[Opening DATASET CONTENT section]

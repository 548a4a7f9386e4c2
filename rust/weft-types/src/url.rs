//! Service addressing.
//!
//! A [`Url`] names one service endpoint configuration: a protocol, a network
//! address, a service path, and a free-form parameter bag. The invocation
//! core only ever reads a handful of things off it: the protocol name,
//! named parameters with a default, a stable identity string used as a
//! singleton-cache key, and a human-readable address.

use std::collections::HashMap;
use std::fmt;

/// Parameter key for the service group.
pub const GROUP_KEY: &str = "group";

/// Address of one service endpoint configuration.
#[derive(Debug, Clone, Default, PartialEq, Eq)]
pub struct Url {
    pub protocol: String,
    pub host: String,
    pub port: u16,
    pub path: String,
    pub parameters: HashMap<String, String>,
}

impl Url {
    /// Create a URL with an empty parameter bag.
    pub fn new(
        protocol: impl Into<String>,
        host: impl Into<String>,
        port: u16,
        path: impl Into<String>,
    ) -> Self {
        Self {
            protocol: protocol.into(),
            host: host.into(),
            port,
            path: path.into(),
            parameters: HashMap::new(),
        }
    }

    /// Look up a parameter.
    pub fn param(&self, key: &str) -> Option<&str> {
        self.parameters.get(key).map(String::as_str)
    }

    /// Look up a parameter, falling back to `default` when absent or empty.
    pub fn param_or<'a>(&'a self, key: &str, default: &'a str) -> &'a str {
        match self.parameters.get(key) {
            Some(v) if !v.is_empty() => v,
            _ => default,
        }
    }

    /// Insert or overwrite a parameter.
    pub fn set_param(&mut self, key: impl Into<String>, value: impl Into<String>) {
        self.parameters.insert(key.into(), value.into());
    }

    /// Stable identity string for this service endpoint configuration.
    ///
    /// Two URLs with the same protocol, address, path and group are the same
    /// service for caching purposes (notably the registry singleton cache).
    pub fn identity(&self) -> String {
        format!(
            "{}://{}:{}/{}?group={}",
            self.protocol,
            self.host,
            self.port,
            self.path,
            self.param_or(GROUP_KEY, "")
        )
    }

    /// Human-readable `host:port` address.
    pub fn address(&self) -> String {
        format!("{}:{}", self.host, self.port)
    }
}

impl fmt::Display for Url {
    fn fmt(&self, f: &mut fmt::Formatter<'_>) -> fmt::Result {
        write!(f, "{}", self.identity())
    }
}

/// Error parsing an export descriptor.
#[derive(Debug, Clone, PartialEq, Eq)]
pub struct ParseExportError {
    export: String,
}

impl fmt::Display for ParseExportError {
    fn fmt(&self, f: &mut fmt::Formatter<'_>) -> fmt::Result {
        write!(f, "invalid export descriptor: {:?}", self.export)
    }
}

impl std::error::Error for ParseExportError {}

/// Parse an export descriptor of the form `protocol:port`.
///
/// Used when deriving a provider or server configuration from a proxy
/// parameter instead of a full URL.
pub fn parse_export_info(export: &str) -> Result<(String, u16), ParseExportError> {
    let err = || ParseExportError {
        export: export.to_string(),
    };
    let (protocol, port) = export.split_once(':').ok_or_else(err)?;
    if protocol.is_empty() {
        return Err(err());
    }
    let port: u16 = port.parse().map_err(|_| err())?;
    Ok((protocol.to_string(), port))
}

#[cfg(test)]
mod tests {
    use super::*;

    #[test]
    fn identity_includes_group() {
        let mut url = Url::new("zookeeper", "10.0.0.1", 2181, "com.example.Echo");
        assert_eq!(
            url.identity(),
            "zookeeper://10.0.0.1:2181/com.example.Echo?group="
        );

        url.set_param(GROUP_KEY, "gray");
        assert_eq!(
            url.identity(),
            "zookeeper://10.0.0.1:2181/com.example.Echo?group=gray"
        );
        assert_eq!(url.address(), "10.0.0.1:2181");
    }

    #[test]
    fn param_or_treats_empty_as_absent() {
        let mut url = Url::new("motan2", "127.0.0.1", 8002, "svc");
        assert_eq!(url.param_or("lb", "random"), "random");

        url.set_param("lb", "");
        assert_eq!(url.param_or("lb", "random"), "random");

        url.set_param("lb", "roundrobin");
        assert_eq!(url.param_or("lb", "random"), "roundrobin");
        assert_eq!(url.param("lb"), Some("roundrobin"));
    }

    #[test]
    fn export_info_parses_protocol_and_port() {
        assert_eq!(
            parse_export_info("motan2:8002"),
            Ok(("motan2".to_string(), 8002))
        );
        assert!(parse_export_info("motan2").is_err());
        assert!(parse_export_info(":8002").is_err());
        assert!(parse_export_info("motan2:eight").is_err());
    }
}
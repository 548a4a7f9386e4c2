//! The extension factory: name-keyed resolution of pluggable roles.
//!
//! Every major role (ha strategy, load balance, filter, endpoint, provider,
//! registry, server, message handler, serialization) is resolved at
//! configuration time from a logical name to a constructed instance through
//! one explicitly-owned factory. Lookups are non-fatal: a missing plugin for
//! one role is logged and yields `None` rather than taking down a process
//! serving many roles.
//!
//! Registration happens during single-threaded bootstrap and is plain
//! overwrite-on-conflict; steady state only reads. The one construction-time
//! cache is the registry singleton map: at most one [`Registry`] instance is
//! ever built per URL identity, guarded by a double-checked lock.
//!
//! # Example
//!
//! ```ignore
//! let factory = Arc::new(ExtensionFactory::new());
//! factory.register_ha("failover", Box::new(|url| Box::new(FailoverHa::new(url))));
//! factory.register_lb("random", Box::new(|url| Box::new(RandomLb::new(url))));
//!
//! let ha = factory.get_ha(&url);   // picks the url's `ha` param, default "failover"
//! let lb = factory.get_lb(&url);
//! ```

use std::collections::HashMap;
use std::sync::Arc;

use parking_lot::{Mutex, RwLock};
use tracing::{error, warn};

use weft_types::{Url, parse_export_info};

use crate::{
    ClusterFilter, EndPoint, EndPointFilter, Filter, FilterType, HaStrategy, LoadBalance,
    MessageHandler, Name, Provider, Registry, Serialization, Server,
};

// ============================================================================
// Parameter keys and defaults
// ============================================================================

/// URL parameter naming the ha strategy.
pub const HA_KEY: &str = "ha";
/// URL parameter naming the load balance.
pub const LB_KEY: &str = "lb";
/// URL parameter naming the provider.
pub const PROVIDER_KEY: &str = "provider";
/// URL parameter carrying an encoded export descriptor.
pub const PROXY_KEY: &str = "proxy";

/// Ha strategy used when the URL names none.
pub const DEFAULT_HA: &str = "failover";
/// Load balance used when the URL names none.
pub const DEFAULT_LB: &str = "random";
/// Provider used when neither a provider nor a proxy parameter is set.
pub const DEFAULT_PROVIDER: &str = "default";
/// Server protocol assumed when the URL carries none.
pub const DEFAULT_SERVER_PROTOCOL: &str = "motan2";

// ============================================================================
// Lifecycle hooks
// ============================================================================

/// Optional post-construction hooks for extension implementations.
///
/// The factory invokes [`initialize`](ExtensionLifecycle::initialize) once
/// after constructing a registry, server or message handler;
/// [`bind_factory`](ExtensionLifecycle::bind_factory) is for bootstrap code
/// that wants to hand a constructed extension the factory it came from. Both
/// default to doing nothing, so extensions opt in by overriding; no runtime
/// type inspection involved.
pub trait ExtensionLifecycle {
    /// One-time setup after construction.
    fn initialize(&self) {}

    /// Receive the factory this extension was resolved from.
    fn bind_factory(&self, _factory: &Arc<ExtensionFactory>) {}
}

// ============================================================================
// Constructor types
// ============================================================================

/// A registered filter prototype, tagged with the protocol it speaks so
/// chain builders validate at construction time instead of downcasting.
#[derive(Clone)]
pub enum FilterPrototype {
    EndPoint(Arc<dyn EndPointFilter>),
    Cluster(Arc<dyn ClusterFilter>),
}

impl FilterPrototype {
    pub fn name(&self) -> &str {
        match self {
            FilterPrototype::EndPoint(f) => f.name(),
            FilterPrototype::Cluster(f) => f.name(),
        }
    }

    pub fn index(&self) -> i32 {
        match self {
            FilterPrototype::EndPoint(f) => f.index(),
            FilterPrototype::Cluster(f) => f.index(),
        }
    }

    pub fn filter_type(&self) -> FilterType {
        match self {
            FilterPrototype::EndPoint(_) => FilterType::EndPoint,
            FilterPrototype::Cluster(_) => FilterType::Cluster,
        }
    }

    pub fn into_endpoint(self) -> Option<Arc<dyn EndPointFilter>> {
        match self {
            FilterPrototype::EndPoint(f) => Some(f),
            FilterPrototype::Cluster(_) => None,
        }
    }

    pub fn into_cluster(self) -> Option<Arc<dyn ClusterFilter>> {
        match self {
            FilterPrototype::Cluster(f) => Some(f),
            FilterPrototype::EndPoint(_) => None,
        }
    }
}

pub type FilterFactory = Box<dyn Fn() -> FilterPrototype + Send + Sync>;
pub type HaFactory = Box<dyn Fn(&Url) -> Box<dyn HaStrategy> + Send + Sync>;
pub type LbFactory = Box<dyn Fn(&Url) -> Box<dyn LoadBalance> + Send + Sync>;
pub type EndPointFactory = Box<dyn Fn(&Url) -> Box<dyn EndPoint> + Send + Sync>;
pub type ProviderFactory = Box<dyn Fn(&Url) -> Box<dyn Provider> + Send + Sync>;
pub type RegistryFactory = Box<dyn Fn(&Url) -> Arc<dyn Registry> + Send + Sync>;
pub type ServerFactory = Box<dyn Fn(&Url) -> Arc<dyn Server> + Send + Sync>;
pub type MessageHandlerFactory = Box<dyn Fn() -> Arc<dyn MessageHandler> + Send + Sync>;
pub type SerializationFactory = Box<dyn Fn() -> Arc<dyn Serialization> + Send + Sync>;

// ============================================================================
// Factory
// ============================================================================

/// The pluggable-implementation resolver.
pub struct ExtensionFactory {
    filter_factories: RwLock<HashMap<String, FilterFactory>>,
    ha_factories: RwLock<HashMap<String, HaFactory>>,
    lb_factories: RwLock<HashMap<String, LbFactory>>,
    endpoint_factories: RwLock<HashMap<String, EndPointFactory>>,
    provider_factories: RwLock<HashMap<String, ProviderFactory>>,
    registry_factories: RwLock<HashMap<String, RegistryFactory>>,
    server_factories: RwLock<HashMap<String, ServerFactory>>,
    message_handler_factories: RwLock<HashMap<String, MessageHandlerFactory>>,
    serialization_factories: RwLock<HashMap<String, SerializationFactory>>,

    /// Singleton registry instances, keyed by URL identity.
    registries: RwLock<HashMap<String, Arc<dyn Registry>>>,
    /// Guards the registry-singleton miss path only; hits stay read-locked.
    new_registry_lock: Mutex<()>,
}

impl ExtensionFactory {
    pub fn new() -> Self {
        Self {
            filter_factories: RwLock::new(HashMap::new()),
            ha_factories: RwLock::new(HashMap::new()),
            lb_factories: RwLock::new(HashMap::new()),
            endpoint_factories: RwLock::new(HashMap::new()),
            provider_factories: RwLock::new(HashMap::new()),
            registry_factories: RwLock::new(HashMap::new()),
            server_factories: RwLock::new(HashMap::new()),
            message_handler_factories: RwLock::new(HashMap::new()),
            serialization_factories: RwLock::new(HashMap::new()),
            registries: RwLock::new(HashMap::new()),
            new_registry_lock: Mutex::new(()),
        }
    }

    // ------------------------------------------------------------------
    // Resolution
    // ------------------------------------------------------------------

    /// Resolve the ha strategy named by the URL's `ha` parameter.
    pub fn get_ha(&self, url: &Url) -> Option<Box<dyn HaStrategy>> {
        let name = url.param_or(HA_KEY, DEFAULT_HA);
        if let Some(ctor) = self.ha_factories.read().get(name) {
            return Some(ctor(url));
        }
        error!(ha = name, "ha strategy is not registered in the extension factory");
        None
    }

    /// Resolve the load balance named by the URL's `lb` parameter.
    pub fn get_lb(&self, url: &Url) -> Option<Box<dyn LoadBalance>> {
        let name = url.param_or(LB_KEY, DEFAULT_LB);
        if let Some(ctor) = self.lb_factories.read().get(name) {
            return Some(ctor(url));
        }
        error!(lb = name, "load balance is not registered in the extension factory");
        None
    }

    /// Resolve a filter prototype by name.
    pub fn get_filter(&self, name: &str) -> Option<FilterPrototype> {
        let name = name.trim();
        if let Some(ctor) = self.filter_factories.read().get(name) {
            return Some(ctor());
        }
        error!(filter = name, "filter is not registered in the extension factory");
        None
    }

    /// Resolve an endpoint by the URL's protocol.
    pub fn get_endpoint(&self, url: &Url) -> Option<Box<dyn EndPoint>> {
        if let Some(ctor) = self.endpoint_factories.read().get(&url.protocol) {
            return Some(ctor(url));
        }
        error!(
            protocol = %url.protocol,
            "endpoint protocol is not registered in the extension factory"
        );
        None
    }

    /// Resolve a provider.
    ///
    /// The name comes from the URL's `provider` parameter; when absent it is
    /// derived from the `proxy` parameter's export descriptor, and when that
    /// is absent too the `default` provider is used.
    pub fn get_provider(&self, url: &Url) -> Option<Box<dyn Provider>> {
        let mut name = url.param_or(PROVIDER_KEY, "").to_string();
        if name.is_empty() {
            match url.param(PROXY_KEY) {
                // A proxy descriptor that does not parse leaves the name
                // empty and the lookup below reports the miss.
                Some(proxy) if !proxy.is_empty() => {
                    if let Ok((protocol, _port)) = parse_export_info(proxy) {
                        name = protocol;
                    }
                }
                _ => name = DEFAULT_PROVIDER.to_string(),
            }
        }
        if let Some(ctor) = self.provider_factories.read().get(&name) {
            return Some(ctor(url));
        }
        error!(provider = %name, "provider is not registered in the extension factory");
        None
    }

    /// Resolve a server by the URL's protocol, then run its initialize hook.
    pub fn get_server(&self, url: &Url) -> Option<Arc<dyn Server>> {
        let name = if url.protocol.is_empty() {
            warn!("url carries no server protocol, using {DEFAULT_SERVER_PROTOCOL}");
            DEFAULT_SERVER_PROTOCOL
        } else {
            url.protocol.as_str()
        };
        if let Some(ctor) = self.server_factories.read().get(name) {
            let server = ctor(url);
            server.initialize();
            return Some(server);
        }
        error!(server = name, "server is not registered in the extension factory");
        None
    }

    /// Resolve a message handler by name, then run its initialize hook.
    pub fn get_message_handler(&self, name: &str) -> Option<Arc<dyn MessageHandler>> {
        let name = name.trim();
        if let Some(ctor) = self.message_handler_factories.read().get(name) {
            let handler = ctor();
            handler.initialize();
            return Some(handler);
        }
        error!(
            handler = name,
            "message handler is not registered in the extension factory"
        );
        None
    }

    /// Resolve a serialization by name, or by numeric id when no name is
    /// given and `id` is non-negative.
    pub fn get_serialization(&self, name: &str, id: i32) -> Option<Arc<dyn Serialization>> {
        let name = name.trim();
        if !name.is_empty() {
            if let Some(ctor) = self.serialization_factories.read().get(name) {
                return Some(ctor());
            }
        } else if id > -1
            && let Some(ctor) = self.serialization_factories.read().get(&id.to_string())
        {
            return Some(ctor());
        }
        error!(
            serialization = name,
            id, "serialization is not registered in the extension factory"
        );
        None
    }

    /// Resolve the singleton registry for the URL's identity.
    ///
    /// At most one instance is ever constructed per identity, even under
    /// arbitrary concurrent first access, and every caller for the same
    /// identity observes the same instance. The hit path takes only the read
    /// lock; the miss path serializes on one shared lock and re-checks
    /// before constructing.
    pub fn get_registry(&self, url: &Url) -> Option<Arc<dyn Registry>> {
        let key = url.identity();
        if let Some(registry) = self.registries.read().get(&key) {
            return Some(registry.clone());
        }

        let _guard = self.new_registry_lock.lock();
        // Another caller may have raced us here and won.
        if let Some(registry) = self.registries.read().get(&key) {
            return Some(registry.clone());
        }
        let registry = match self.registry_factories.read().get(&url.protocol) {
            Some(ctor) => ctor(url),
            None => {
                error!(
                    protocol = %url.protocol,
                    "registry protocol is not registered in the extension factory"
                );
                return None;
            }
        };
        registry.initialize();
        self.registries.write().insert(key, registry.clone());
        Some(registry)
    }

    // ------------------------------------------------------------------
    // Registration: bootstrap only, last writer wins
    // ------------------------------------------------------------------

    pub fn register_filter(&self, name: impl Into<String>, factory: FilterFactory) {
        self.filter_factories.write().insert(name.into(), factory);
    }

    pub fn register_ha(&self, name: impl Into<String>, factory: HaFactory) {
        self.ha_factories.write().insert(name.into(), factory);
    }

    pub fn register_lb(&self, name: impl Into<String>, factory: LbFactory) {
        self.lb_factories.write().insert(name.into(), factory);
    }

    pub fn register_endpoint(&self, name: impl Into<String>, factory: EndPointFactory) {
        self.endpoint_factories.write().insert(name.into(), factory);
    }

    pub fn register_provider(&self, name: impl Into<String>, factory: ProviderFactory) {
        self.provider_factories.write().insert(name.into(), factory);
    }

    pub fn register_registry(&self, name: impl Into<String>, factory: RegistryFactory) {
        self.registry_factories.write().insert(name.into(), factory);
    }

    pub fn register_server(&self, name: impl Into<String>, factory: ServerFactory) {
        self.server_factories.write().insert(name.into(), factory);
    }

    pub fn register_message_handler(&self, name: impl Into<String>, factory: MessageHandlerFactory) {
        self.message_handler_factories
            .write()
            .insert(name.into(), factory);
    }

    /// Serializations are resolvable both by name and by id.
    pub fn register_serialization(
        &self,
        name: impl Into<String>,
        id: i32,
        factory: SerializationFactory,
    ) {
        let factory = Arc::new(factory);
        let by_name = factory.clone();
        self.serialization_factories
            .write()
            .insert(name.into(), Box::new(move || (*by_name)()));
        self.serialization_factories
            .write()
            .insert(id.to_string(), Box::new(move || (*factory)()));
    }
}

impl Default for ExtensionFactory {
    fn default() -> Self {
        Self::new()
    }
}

[Closing DATASET CONTENT section]

> [ACTION ITEM] Using the entries above, copy out all lines that contain the string "only".

> [RESULT FOR THIS EXERCISE]
//! core only ever reads a handful of things off it: the protocol name,
//! overwrite-on-conflict; steady state only reads. The one construction-time
    /// Guards the registry-singleton miss path only; hits stay read-locked.
    /// identity observes the same instance. The hit path takes only the read
    // Registration: bootstrap only, last writer wins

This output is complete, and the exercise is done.